Siem Reap Markets a Hard Bargain

posted by Pete McDonald

Siem Reap has two tourist-friendly markets, the Old Market and the Night Market. Both have relatively similar prices and involve a lot of standing, sweating, bargaining and saying “no, thank you.”

Before this trip, I didn’t have much experience with these third-world markets – the kind of places where the word “market” originated, where there are no retail prices, only suggestions, and where every urge imaginable, material or physical, can be satisfied.

In the Old Market, raw, plucked chickens sit dead, ready for sale. Fish without heads bleed in rows on plywood tables. Bowls of salted and peppered crickets and ants sit out to entice passersby. Hundreds of shops in both markets all sell the same things – t-shirts and other clothing, jewelry, paintings, and small souvenirs.

The selection from shop to shop is so strictly defined and limited, that I find myself wondering why one person hasn’t branched out and begun to sell something else. There has to be a market for other goods, but I guess the locals have figured out exactly what tourists will buy. As each tourist peruses the shops, vendors accost him or her to no end.

“Buy something sir?” they say. “I make good price.” They don’t care what I buy, as long as I buy from them.

“No, thank you,” I say, “I’m just looking.” But they don’t believe me. The fact that I’m in the market at all means I could make a purchase at any moment. Because everybody sells identical goods, vendors must work hard to win over each customer. They tend to immediately offer a discount.

“How much is this?” I asked one woman, pointing to a carved opium pipe made from a boar tusk.

“Fifteen dollar. But for you, I make good price! I not have customer today so I sell to you for cheap. Ten dollar!”

But how cheap is cheap? What is truly a good price? Tourists are shopping in a new country where money is valued differently, materials are priced differently, and vendors often take advantage of people who aren’t familiar with what they purchase.
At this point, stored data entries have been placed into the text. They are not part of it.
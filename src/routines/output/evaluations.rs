use std::fs::File;
use std::path::{Path, PathBuf};

use csv::{Writer, WriterBuilder};
use eyre::Result;
use serde::Serialize;

use crate::routines::optimization::observer::{EvaluationEvent, EvaluationObserver};
use crate::routines::output::OutputFile;
use crate::routines::reduction::ControlSummary;

/// Summary of one evaluation of the reduced objective
#[derive(Debug, Clone, Serialize, PartialEq)]
pub struct EvaluationRecord {
    pub evaluation: usize,
    pub loss: f64,
    pub summaries: Vec<ControlSummary>,
}

/// Append-only history of the evaluations, written to `evaluations.csv`
///
/// One row per evaluation with the loss followed by the mean and standard deviation of every
/// control field. Rows are flushed as soon as the loss is known, so the file is complete up
/// to the last finished evaluation even if the run aborts.
pub struct EvaluationLog {
    writer: Writer<File>,
    path: PathBuf,
    header_written: bool,
    records: Vec<EvaluationRecord>,
}

impl EvaluationLog {
    pub fn create(folder: &str) -> Result<Self> {
        let outputfile = OutputFile::new(folder, "evaluations.csv")?;
        let path = outputfile.relative_path().to_path_buf();
        let writer = WriterBuilder::new()
            .has_headers(false)
            .from_writer(outputfile.file_owned());
        Ok(EvaluationLog {
            writer,
            path,
            header_written: false,
            records: Vec::new(),
        })
    }

    pub fn path(&self) -> &Path {
        &self.path
    }

    pub fn records(&self) -> &[EvaluationRecord] {
        &self.records
    }

    fn write_header(&mut self, nfields: usize) -> Result<()> {
        self.writer.write_field("evaluation")?;
        self.writer.write_field("loss")?;
        for p in 0..nfields {
            self.writer.write_field(format!("mean_Tmax{}", p))?;
            self.writer.write_field(format!("std_Tmax{}", p))?;
        }
        self.writer.write_record(None::<&[u8]>)?;
        self.header_written = true;
        Ok(())
    }
}

impl EvaluationObserver for EvaluationLog {
    fn after_evaluation(&mut self, event: &EvaluationEvent) -> Result<()> {
        let loss = match event.loss {
            Some(loss) => loss,
            None => return Ok(()),
        };
        if !self.header_written {
            self.write_header(event.summaries.len())?;
        }

        self.writer.write_field(format!("{}", event.evaluation))?;
        self.writer.write_field(format!("{}", loss))?;
        for summary in event.summaries {
            self.writer.write_field(format!("{}", summary.mean))?;
            self.writer.write_field(format!("{}", summary.std))?;
        }
        self.writer.write_record(None::<&[u8]>)?;
        self.writer.flush()?;

        self.records.push(EvaluationRecord {
            evaluation: event.evaluation,
            loss,
            summaries: event.summaries.to_vec(),
        });
        Ok(())
    }
}

impl EvaluationObserver for &mut EvaluationLog {
    fn after_evaluation(&mut self, event: &EvaluationEvent) -> Result<()> {
        (**self).after_evaluation(event)
    }
}
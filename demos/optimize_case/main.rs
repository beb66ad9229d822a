use std::fs::File;

use eyre::Result;
use ndarray::{array, Array1};
use ndarray_npy::NpzWriter;
use tmaxopt::prelude::*;

/// Regional Tmax (Pa) used to synthesize the measurements, regions by row
fn true_tmax(region: usize, timepoint: usize) -> f64 {
    let base = [0.0, 2e3, 4e4, 8e4, 6e4];
    base[timepoint] * (1.0 + 0.15 * region as f64)
}

fn main() -> Result<()> {
    let path = std::env::args()
        .nth(1)
        .unwrap_or_else(|| "demos/optimize_case/config.toml".to_string());
    let settings = read_settings(&path)?;

    // Idealized ventricle with four regions
    let geometry = Geometry::idealized(32, 4, 60.0)?;
    let lvv = array![120.0, 125.0, 110.0, 80.0, 70.0];
    write_mesh(&geometry, &settings)?;

    // Simulate the measurements with a known Tmax
    let mut truth = ControlSet::init(
        lvv.len(),
        FieldLayout::serial(geometry.ncells()),
        0.0,
        ControlBounds::default(),
        None,
    )?;
    let regions = geometry.regions().cell_region().to_vec();
    let x: Vec<f64> = (0..lvv.len())
        .flat_map(|p| regions.iter().map(move |&r| true_tmax(r, p)))
        .collect();
    truth.assign(&x)?;

    let placeholder = TargetSeries::new(Array1::zeros(lvv.len()), lvv.clone(), None, None)?;
    let problem = ForwardProblem::new(placeholder, geometry, settings.simulation.clone());
    let measured = validate(&RegionalLaplaceModel, &truth, &problem)?;
    write_measurements(&settings, &measured, &lvv)?;

    let result = fit(settings)?;

    let estimated = result.regional_tmax();
    for p in 0..lvv.len() {
        let row: Vec<String> = (0..estimated.nrows())
            .map(|r| {
                format!(
                    "{:8.1} ({:8.1})",
                    estimated[[r, p]],
                    true_tmax(r, p) * tmaxopt::simulator::regional::PA_TO_MMHG
                )
            })
            .collect();
        println!("t{}: {}", p, row.join("  "));
    }
    Ok(())
}

fn write_mesh(geometry: &Geometry, settings: &Settings) -> Result<()> {
    let path = settings.io.mesh_path();
    if let Some(parent) = path.parent() {
        std::fs::create_dir_all(parent)?;
    }
    let mut npz = NpzWriter::new(File::create(&path)?);
    npz.add_array("eF", geometry.fiber().vectors())?;
    npz.add_array("eS", geometry.sheet().vectors())?;
    npz.add_array("eN", geometry.normal().vectors())?;
    npz.add_array("eC", geometry.circumferential().vectors())?;
    npz.add_array("eL", geometry.longitudinal().vectors())?;
    npz.add_array("eR", geometry.radial().vectors())?;
    let simulation = &settings.simulation;
    npz.add_array(
        "facetboundaries",
        &array![simulation.topid, simulation.lvendoid, simulation.epiid],
    )?;
    npz.add_array("edgeboundaries", &Array1::<i64>::zeros(0))?;
    npz.add_array("matid", geometry.matid())?;
    npz.finish()?;
    Ok(())
}

fn write_measurements(
    settings: &Settings,
    measured: &SimulationTrace,
    lvv: &Array1<f64>,
) -> Result<()> {
    let mut npz = NpzWriter::new(File::create(&settings.io.pv_data_file)?);
    npz.add_array("LVP", &measured.lvp)?;
    npz.add_array("LVV", lvv)?;
    npz.finish()?;

    if let Some(strain) = &settings.io.strain_data_file {
        let mut npz = NpzWriter::new(File::create(strain)?);
        npz.add_array("Ecc", &measured.ecc)?;
        npz.add_array("Ell", &measured.ell)?;
        npz.finish()?;
    }
    Ok(())
}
This presents an odd dilemma. While considering a t-shirt at a dirt-cheap price – by American standards – of two dollars, tourists don’t know whether to take it and run or ask for an even better price of one dollar.

After their first offer, vendors sometimes take offense to low counter-offers, but the bottom line is, they want to make a sale. Last week, for example, I saw a teenage boy selling Polo shirts by Ralph Lauren. Gold mine, I thought. I can definitely work myself a deal here.

“How much are those Polos?” I asked.

“Eight dollar. But for you I give discount. Night time price!”

“Hmmm, eight dollars. That’s really good actually. Can I try one on?”

Polos in America can run anywhere from fifty to one hundred dollars or more, retail price. I knew I would be making a purchase, but I wasn’t done yet. After making sure the shirts fit me, I pressed on.

“Okay, I want to get two. For ten dollars.”

“Uhhh!” the guy said in astonishment. I clearly offended him, but my logic was sound. I figured I could have talked him down from eight to five dollars for one, so why not ten for two? I had no idea how much the shirt cost to make or how much the vendor had paid to the manufacturer to begin with. I began to question what exactly I was doing.

As a western tourist in a third-world country, the money game is an interesting moral issue. Souvenir and clothing prices are dirt cheap by western standards, but normal to the locals. So who am I to bargain? I’m the one traveling the world on funds from a university scholarship, my own parents and my personal savings account. At my age, most Cambodian men are working full-time jobs and are lucky to have ever left the country at all. If anything, tourists should be paying the vendors more than they ask. After all, they certainly need the money more than we do.

But at that moment, I was on the verge of an incredible deal. I forgot about morals. “Okay, how about twelve,” I said.

“No, fourteen. I still make small profit. Please!” he said. He could see I was still reluctant. “Okay fine,” he said. “Thirteen for you, because you cute.”